Después de estas dos grandes obras, Ford y Toland
desarrollaron un último proyecto en conjunto. Se trata del documental bélico
“December 7th” rodado para el Field Photo Archive de la Marina durante la
Segunda Guerra Mundial. El documental sobre el ataque japonés a Pearl Harbour,
ganador también del Oscar, fue un proyecto que en un principio encargó dirigir
Ford a Toland. Ford era por aquel entonces el hombre de confianza del general
Donovan, militar encargado del Fiel Photo Archive, y gracias a su beneplácito
logró que le encomendasen a Toland el citado documental. Tras unos meses de infructuoso
rodaje en Hawai, en los que no participó el propio Ford, Toland delegó su
dirección al cineasta. El documental solamente fue estrenado en unos pocos
cines ya que los altos mandos militares lo consideraron una crítica contra el
propio ejército.
A pesar de las desavenencias que entre los dos surgieron
durante la filmación de “December 7th”, Ford trató de contratar a Toland para
un nuevo proyecto: ¡Qué verde era mi valle!”. Pero finalmente tuvo que
contratar a otro asiduo de la dirección fotográfica de sus filmes, Merian
C.Cooper, ya que Toland se encontraba filmando “La loba” para William Wyler.

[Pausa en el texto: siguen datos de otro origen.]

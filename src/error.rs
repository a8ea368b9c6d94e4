use thiserror::Error;

use crate::frame::DecodeError;

/// Failures a client can observe.
///
/// The `Display` text is the message sent back on the wire, so variants are
/// phrased for the remote caller rather than for the log.
#[derive(Debug, Error)]
pub enum RelayError {
    /// A required request field was missing or empty.
    #[error("{0}")]
    Validation(&'static str),

    /// A frame or stats request named a session that is not registered.
    #[error("Session not found")]
    SessionNotFound,

    /// The frame payload could not be turned into an image.
    #[error("decode error: {0}")]
    Decode(#[from] DecodeError),

    /// The dispatch queue was full; the frame was skipped.
    #[error("queue full")]
    Overload,

    /// The detector raised while processing a single job.
    #[error("detector error: {0}")]
    Detector(String),
}

impl RelayError {
    /// Short machine-readable tag used by the REST surface.
    pub fn kind(&self) -> &'static str {
        match self {
            RelayError::Validation(_) => "validation",
            RelayError::SessionNotFound => "session_not_found",
            RelayError::Decode(_) => "decode",
            RelayError::Overload => "overload",
            RelayError::Detector(_) => "detector",
        }
    }
}
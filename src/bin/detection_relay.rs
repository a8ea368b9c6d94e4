//! detection_relay - session-aware object detection relay
//!
//! This daemon:
//! 1. Loads configuration (file named by RELAY_CONFIG, env, then flags)
//! 2. Builds and warms up the detector; failure here exits before serving
//! 3. Serves the socket channel and the REST listener
//! 4. Stops cleanly on Ctrl-C

use std::path::PathBuf;
use std::sync::mpsc;

use anyhow::{Context, Result};
use clap::Parser;

use detection_relay::config::BackendKind;
use detection_relay::detect::build_detector;
use detection_relay::{RelayConfig, RelayServer};

#[derive(Parser, Debug)]
#[command(author, version, about = "Session-aware object detection relay")]
struct Args {
    /// Config file (.toml or JSON). Overrides RELAY_CONFIG.
    #[arg(long)]
    config: Option<PathBuf>,

    /// Socket channel listen address.
    #[arg(long)]
    socket_addr: Option<String>,

    /// REST listen address.
    #[arg(long)]
    http_addr: Option<String>,

    /// Detector backend: 'stub' or 'tract'.
    #[arg(long)]
    backend: Option<BackendKind>,

    /// Path to the ONNX model file.
    #[arg(long)]
    model: Option<String>,
}

fn main() -> Result<()> {
    env_logger::Builder::from_env(env_logger::Env::default().default_filter_or("info")).init();
    let args = Args::parse();

    let mut config = match &args.config {
        Some(path) => RelayConfig::load_from(Some(path.as_path()))?,
        None => RelayConfig::load()?,
    };
    if let Some(addr) = args.socket_addr {
        config.socket_addr = addr;
    }
    if let Some(addr) = args.http_addr {
        config.http_addr = addr;
    }
    if let Some(backend) = args.backend {
        config.model.backend = backend;
    }
    if let Some(model) = args.model {
        config.model.path = model;
    }
    config.validate()?;

    log::info!(
        "detector config: backend={}, model={} ({}), target={}x{}, conf={}, queue_capacity={}",
        config.model.backend.as_str(),
        config.model.name,
        config.model.path,
        config.detector.target_width,
        config.detector.target_height,
        config.detector.conf_threshold,
        config.queue.capacity
    );

    let detector = build_detector(&config).context("detector failed to initialize")?;
    log::info!("detector '{}' ready", detector.name());

    let handle = RelayServer::new(config, detector).spawn()?;
    log::info!("socket channel listening on {}", handle.socket_addr);
    log::info!("rest api listening on {}", handle.http_addr);

    let (tx, rx) = mpsc::channel();
    ctrlc::set_handler(move || {
        let _ = tx.send(());
    })
    .expect("error setting Ctrl-C handler");

    log::info!("detection_relay waiting for shutdown signal (Ctrl-C)...");
    let _ = rx.recv();
    log::info!("shutdown signal received, stopping relay...");
    handle.stop()?;

    Ok(())
}
#![cfg(feature = "backend-tract")]

use std::path::Path;

use anyhow::{anyhow, Context, Result};
use image::RgbImage;
use tract_onnx::prelude::*;

use crate::detect::backend::Detector;
use crate::detect::postprocess::{decode_output, DecodeParams, YoloLayout};
use crate::detect::result::Detection;

/// Tract-based backend for YOLO-family ONNX models.
///
/// The model is loaded once from a local file and planned for a fixed
/// `1x3xHxW` input matching the relay's target resolution.
pub struct TractBackend {
    model: TypedRunnableModel<TypedModel>,
    width: u32,
    height: u32,
    conf_threshold: f32,
    iou_threshold: f32,
}

impl TractBackend {
    /// Load an ONNX model from disk and prepare it for inference.
    pub fn new<P: AsRef<Path>>(model_path: P, width: u32, height: u32) -> Result<Self> {
        let model_path = model_path.as_ref();
        let model = tract_onnx::onnx()
            .model_for_path(model_path)
            .with_context(|| format!("failed to load ONNX model from {}", model_path.display()))?
            .with_input_fact(
                0,
                InferenceFact::dt_shape(
                    f32::datum_type(),
                    tvec!(1, 3, height as usize, width as usize),
                ),
            )
            .context("failed to set input fact")?
            .into_optimized()
            .context("failed to optimize ONNX model")?
            .into_runnable()
            .context("failed to build runnable ONNX model")?;

        Ok(Self {
            model,
            width,
            height,
            conf_threshold: 0.25,
            iou_threshold: 0.45,
        })
    }

    /// Override the default confidence and IoU thresholds.
    pub fn with_thresholds(mut self, conf_threshold: f32, iou_threshold: f32) -> Self {
        self.conf_threshold = conf_threshold;
        self.iou_threshold = iou_threshold;
        self
    }

    fn build_input(&self, image: &RgbImage) -> Result<Tensor> {
        let (width, height) = image.dimensions();
        if width != self.width || height != self.height {
            return Err(anyhow!(
                "frame size {}x{} does not match model input {}x{}",
                width,
                height,
                self.width,
                self.height
            ));
        }

        let input = tract_ndarray::Array4::from_shape_fn(
            (1, 3, height as usize, width as usize),
            |(_, channel, y, x)| image.get_pixel(x as u32, y as u32)[channel] as f32 / 255.0,
        );

        Ok(input.into_tensor())
    }

    fn extract_detections(&self, outputs: TVec<TValue>) -> Result<Vec<Detection>> {
        let output = outputs
            .first()
            .ok_or_else(|| anyhow!("model produced no outputs"))?;
        let view = output
            .to_array_view::<f32>()
            .context("model output tensor was not f32")?;
        let shape = view.shape().to_vec();
        // Accept [1, A, B] or [A, B].
        let (dim_a, dim_b) = match shape.as_slice() {
            [1, a, b] | [a, b] => (*a, *b),
            other => return Err(anyhow!("unexpected model output shape {:?}", other)),
        };
        let data: Vec<f32> = view.iter().copied().collect();
        Ok(decode_output(
            &data,
            dim_a,
            dim_b,
            YoloLayout::infer(dim_a, dim_b),
            DecodeParams {
                input_width: self.width,
                input_height: self.height,
                conf_threshold: self.conf_threshold,
                iou_threshold: self.iou_threshold,
            },
        ))
    }
}

impl Detector for TractBackend {
    fn name(&self) -> &'static str {
        "tract"
    }

    fn detect(&mut self, image: &RgbImage) -> Result<Vec<Detection>> {
        let input = self.build_input(image)?;
        let outputs = self
            .model
            .run(tvec!(input.into()))
            .context("ONNX inference failed")?;
        self.extract_detections(outputs)
    }

    fn warm_up(&mut self) -> Result<()> {
        let blank = RgbImage::new(self.width, self.height);
        self.detect(&blank).map(|_| ())
    }
}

Siempre nos quedará el suponer en que se habría convertido una tercera
colaboración de ambos.
Gregg Toland murió en el año 1948 a la edad de 44 años. Con
su muerte desapareció uno de los más grandes directores de fotografía y
operadores de cámara que ha dado la industria americana. Pero con él también
desapareció la posibilidad de saber que hubiera sido de las grandes películas a
color que filmó Ford si el operador de cámara hubiera sido Toland (ni que decir
tiene que el trabajo de Winton C.Hoch en estas es también de una calidad
insuperable, muestra de ello son las imborrables imágenes de “Centauros del
desierto” o “El hombre tranquilo”, ambas fotografiadas por él). A pesar de
ello, la leyenda del dúo Ford-Toland nos ha dejado dos películas excelentes y
un sinfín de imágenes de exquisita belleza.